Just now we have talked about the development direction and positioning of the database. Now let’s look at the positioning of Lakehouse in the hierarchical data warehouse system of OLAP itself. Do several classmates than I am familiar with warehouse products, (PPT chart) is basically a layered system, at the beginning of various forms of several data warehouse or the lake system, there are all kinds of form data is stored outside our ability to understand through the Lakehouse, do take positions into the lake, and through washing, precipitation and aggregation, form the ODS or CDM layer, Here do the preliminary data aggregation and summary ability, form the concept of data mart.
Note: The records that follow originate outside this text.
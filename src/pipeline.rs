//! Pipeline Assembly
//!
//! A [`GraphConfig`] describes one or more pipelines, each an ordered list of
//! [`StageDescriptor`]s. The [`PipelineAssembler`] materializes them on an
//! [`Engine`]: every pipeline becomes a series chain whose last stage feeds a
//! shared envelope (summing gain) stage, which in turn feeds the destination.
//! The live graph can be exported back into the same declarative shape.

use crate::curves::{CurveParams, CurveTable};
use crate::engine::{Engine, FilterType, Oversample, ParamName, StageSettings, Waveform};
use crate::error::{ConfigError, Result};
use crate::graph::GraphError;
use serde::{Deserialize, Serialize};

/// Oscillator stage parameters
#[derive(Debug, Clone, Default, PartialEq, Serialize, Deserialize)]
#[serde(rename_all = "camelCase")]
pub struct OscillatorStage {
    #[serde(rename = "type", default)]
    pub waveform: Waveform,
    #[serde(default)]
    pub detune: f64,
}

/// Biquad filter stage parameters
#[derive(Debug, Clone, PartialEq, Serialize, Deserialize)]
#[serde(rename_all = "camelCase")]
pub struct FilterStage {
    #[serde(rename = "type", default)]
    pub filter_type: FilterType,
    #[serde(default = "default_filter_frequency")]
    pub frequency: f64,
    #[serde(default)]
    pub detune: f64,
    #[serde(rename = "Q", alias = "q", default = "default_q")]
    pub q: f64,
    #[serde(default)]
    pub gain: f64,
}

fn default_filter_frequency() -> f64 {
    350.0
}

fn default_q() -> f64 {
    1.0
}

impl Default for FilterStage {
    fn default() -> Self {
        Self {
            filter_type: FilterType::default(),
            frequency: default_filter_frequency(),
            detune: 0.0,
            q: default_q(),
            gain: 0.0,
        }
    }
}

/// A curve generated by name when the stage is built
#[derive(Debug, Clone, PartialEq, Serialize, Deserialize)]
pub struct NamedCurve {
    pub name: String,
    #[serde(default, skip_serializing_if = "Option::is_none")]
    pub samples: Option<usize>,
    #[serde(flatten)]
    pub params: CurveParams,
}

impl NamedCurve {
    pub fn new(name: impl Into<String>) -> Self {
        Self {
            name: name.into(),
            samples: None,
            params: CurveParams::new(),
        }
    }

    pub fn with_samples(mut self, samples: usize) -> Self {
        self.samples = Some(samples);
        self
    }

    pub fn with_param(mut self, name: impl Into<String>, value: f64) -> Self {
        self.params.insert(name.into(), value);
        self
    }
}

/// Shaper transfer curve: raw data or a named generator
#[derive(Debug, Clone, PartialEq, Serialize, Deserialize)]
#[serde(untagged)]
pub enum CurveSpec {
    Samples(Vec<f32>),
    Named(NamedCurve),
}

/// Wave-shaper stage parameters
#[derive(Debug, Clone, PartialEq, Serialize, Deserialize)]
#[serde(rename_all = "camelCase")]
pub struct ShaperStage {
    pub curve: CurveSpec,
    #[serde(default)]
    pub oversample: Oversample,
}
We will store these data on ali Cloud on the whole OSS based on Hudi protocol and Parquet file format. We will further aggregate the initial data set into clearer and more business-oriented data set through ETL internally, and then build ETL and import it into real-time data warehouse, etc. Or these data sets are directly oriented to low-frequency interactive analysis, BI analysis, or machine learning oriented to Spark and other engines, and finally output to the whole data application, which is the overall hierarchical system.
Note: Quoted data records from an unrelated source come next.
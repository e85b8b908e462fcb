//! Monophonic Voice Priority
//!
//! [`VoiceController`] keeps every held frequency in an ordered registry
//! (most recent last) and decides which one is audible: the most recently
//! triggered voice that is still held wins ("last-note priority").
//!
//! The controller does not touch the rendering engine. Each call returns the
//! [`Ramp`]s the caller must apply to the audible-frequency and envelope-gain
//! controls, and mirrors the latest targets into [`ControlTargets`].

use crate::control::ControlTargets;
use crate::midi::frequency_from_note_number;
use crate::registry::Registry;
use serde::{Deserialize, Serialize};

/// Default attack, release and portamento time in seconds
pub const DEFAULT_TIMING: f64 = 0.1;

/// Audible frequency before the first note
pub const DEFAULT_FREQUENCY: f64 = 110.0;

/// Registry key for a frequency value
///
/// Frequencies are compared by their exact bit pattern.
#[derive(Debug, Clone, Copy, PartialEq, Eq, Hash)]
pub struct FrequencyKey(u64);

impl FrequencyKey {
    pub fn new(frequency: f64) -> Self {
        // +0.0 and -0.0 share a key
        Self((frequency + 0.0).to_bits())
    }

    pub fn frequency(&self) -> f64 {
        f64::from_bits(self.0)
    }
}

/// A held frequency and its envelope timing
#[derive(Debug, Clone, Copy, PartialEq, Serialize, Deserialize)]
pub struct ActiveVoice {
    pub frequency: f64,
    pub attack: f64,
    pub release: f64,
    pub portamento: f64,
}

/// Per-note timing overrides
///
/// `None`, negative and non-finite values fall back to the controller
/// defaults.
#[derive(Debug, Clone, Copy, Default, PartialEq)]
pub struct VoiceParams {
    pub attack: Option<f64>,
    pub release: Option<f64>,
    pub portamento: Option<f64>,
}

impl VoiceParams {
    pub fn with_attack(mut self, attack: f64) -> Self {
        self.attack = Some(attack);
        self
    }

    pub fn with_release(mut self, release: f64) -> Self {
        self.release = Some(release);
        self
    }

    pub fn with_portamento(mut self, portamento: f64) -> Self {
        self.portamento = Some(portamento);
        self
    }
}

/// Default envelope timing
#[derive(Debug, Clone, Copy, PartialEq, Serialize, Deserialize)]
pub struct VoiceTiming {
    pub attack: f64,
    pub release: f64,
    pub portamento: f64,
}

impl Default for VoiceTiming {
    fn default() -> Self {
        Self {
            attack: DEFAULT_TIMING,
            release: DEFAULT_TIMING,
            portamento: DEFAULT_TIMING,
        }
    }
}

/// Which shared control a ramp drives
#[derive(Debug, Clone, Copy, PartialEq, Eq)]
pub enum ControlKind {
    /// Audible oscillator frequency
    Frequency,
    /// Envelope (summing) gain
    Gain,
}

/// "Cancel pending ramps, then glide toward `value`" on one control
#[derive(Debug, Clone, Copy, PartialEq)]
pub struct Ramp {
    pub control: ControlKind,
    pub value: f64,
    pub time_constant: f64,
}

/// Last-note-priority monophonic voice state
#[derive(Debug, Clone)]
pub struct VoiceController {
    voices: Registry<FrequencyKey, ActiveVoice>,
    timing: VoiceTiming,
    gain_ceiling: f64,
    targets: ControlTargets,
}

impl VoiceController {
    pub fn new(timing: VoiceTiming) -> Self {
        Self::with_targets(timing, ControlTargets::new(DEFAULT_FREQUENCY, 0.0))
    }

    /// Create a controller publishing into existing targets
    pub fn with_targets(timing: VoiceTiming, targets: ControlTargets) -> Self {
        Self {
            voices: Registry::new(),
            timing,
            gain_ceiling: 1.0,
            targets,
        }
    }

    pub fn timing(&self) -> VoiceTiming {
        self.timing
    }

    pub fn set_timing(&mut self, timing: VoiceTiming) {
        self.timing = timing;
    }

    /// Gain the envelope ramps toward while any voice is held
    pub fn gain_ceiling(&self) -> f64 {
        self.gain_ceiling
    }

    /// Change the gain ceiling, re-targeting the envelope if a voice is held
    pub fn set_gain_ceiling(&mut self, gain: f64) -> Option<Ramp> {
        self.gain_ceiling = gain;
        let attack = self.voices.last().ok()?.attack;
        Some(self.ramp(ControlKind::Gain, gain, attack))
    }

    pub fn targets(&self) -> &ControlTargets {
        &self.targets
    }

    pub fn is_active(&self, frequency: f64) -> bool {
        self.voices.has(&FrequencyKey::new(frequency))
    }

    pub fn active_count(&self) -> usize {
        self.voices.len()
    }

    /// Held voices, oldest first
    pub fn active_voices(&self) -> impl Iterator<Item = &ActiveVoice> {
        self.voices.values()
    }

    /// The voice currently controlling pitch
    pub fn current(&self) -> Option<&ActiveVoice> {
        self.voices.last().ok()
    }

    /// Start sounding `frequency`
    ///
    /// A frequency that is already held is left alone, so a repeated
    /// note-on does not restart its envelope.
    pub fn frequency_on(&mut self, frequency: f64, params: VoiceParams) -> Vec<Ramp> {
        if !frequency.is_finite() || frequency <= 0.0 {
            log::warn!("ignoring note-on for invalid frequency {}", frequency);
            return Vec::new();
        }

        let key = FrequencyKey::new(frequency);
        if self.voices.has(&key) {
            return Vec::new();
        }

        let voice = ActiveVoice {
            frequency,
            attack: timing_or_default("attack", params.attack, self.timing.attack),
            release: timing_or_default("release", params.release, self.timing.release),
            portamento: timing_or_default(
                "portamento",
                params.portamento,
                self.timing.portamento,
            ),
        };
        self.voices.push(key, voice);
        log::debug!("on {:?}", voice);

        vec![
            self.ramp(ControlKind::Frequency, frequency, voice.portamento),
            self.ramp(ControlKind::Gain, self.gain_ceiling, voice.attack),
        ]
    }

    /// Stop sounding `frequency`
    ///
    /// Releases the envelope when nothing is left held; otherwise glides to
    /// the most recently added remaining voice.
    pub fn frequency_off(&mut self, frequency: f64) -> Vec<Ramp> {
        let Some(removed) = self.voices.remove(&FrequencyKey::new(frequency)) else {
            return Vec::new();
        };
        log::debug!("off {:?}", removed);

        match self.voices.last() {
            Ok(&next) => vec![self.ramp(ControlKind::Frequency, next.frequency, next.portamento)],
            Err(_) => vec![self.ramp(ControlKind::Gain, 0.0, removed.release)],
        }
    }

    /// Note-on when `frequency` is silent, note-off when it is held
    pub fn toggle_frequency(&mut self, frequency: f64, params: VoiceParams) -> Vec<Ramp> {
        if self.is_active(frequency) {
            self.frequency_off(frequency)
        } else {
            self.frequency_on(frequency, params)
        }
    }

    pub fn note_on(&mut self, note: u8, params: VoiceParams) -> Vec<Ramp> {
        self.frequency_on(frequency_from_note_number(note), params)
    }

    pub fn note_off(&mut self, note: u8) -> Vec<Ramp> {
        self.frequency_off(frequency_from_note_number(note))
    }

    pub fn toggle_note(&mut self, note: u8, params: VoiceParams) -> Vec<Ramp> {
        self.toggle_frequency(frequency_from_note_number(note), params)
    }

    /// Release every held voice with the default release time
    pub fn all_notes_off(&mut self) -> Vec<Ramp> {
        if self.voices.is_empty() {
            return Vec::new();
        }
        self.voices.clear();
        vec![self.ramp(ControlKind::Gain, 0.0, self.timing.release)]
    }

    fn ramp(&self, control: ControlKind, value: f64, time_constant: f64) -> Ramp {
        let target = match control {
            ControlKind::Frequency => &self.targets.frequency,
            ControlKind::Gain => &self.targets.gain,
        };
        target.retarget(value, time_constant);

        Ramp {
            control,
            value,
            time_constant,
        }
    }
}

/// A per-note timing override, or `default` when absent or unusable
fn timing_or_default(name: &str, value: Option<f64>, default: f64) -> f64 {
    match value {
        Some(seconds) if seconds.is_finite() && seconds >= 0.0 => seconds,
        Some(seconds) => {
            log::warn!("ignoring invalid {} time {}, using {}", name, seconds, default);
            default
        }
        None => default,
    }
}

impl Default for VoiceController {
    fn default() -> Self {
        Self::new(VoiceTiming::default())
    }
}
Throughout the process, we will access a unified meta-information system. Because if each part of the system has its own terminology and retains a copy of its own meta-information, OLAP architecture is fragmented, so meta-information must be unified, as is scheduling. Tables of different data warehouse levels must be connected in series at different places, so there must be a complete and unified scheduling ability. The above is my understanding of Lakehouse’s positioning in OLAP system, which is mainly the ability to attach source layer and gather offline data.

I introduced Lakehouse’s position in the database and OLAP team, and then I will focus on how Lakehouse designs in our field. Because I have used K8s to analyze the cloud system before, I am quite clear about many concepts of K8s.

In our own design, we also try to refer to and learn the system of K8s. K8s has the oft-mentioned concept of DevOps, which is a practical paradigm. In this paradigm, you create a lot of instances, and you manage a lot of applications in those instances, and those applications are eventually scheduled atomically through PODS, and then you run some business logic in pods, and all kinds of containers.

We think Lakehouse is also a paradigm, a paradigm for working with offline data. In this case, data sets are the core concept, such as building a set of data sets for a certain scenario, a certain direction. We can define different data sets A, B, and C, which we see as an example. Choreograph various Workload workloads around this data set, such as doing DB into a lake. The Workload of analysis optimizations, such as index building, can be improved by techniques such as Z-ordering, Clustering, and Compaction. There is also the Workload of Management, such as periodically cleaning up historical data and layering hot and cold storage, because OSS provides many of these capabilities. Use them well. The bottom layer is a variety of jobs. Internally, we build offline computing capacity based on Spark. We arrange Workload before and after into small jobs, and all the atomic jobs are flexibly executed on Spark.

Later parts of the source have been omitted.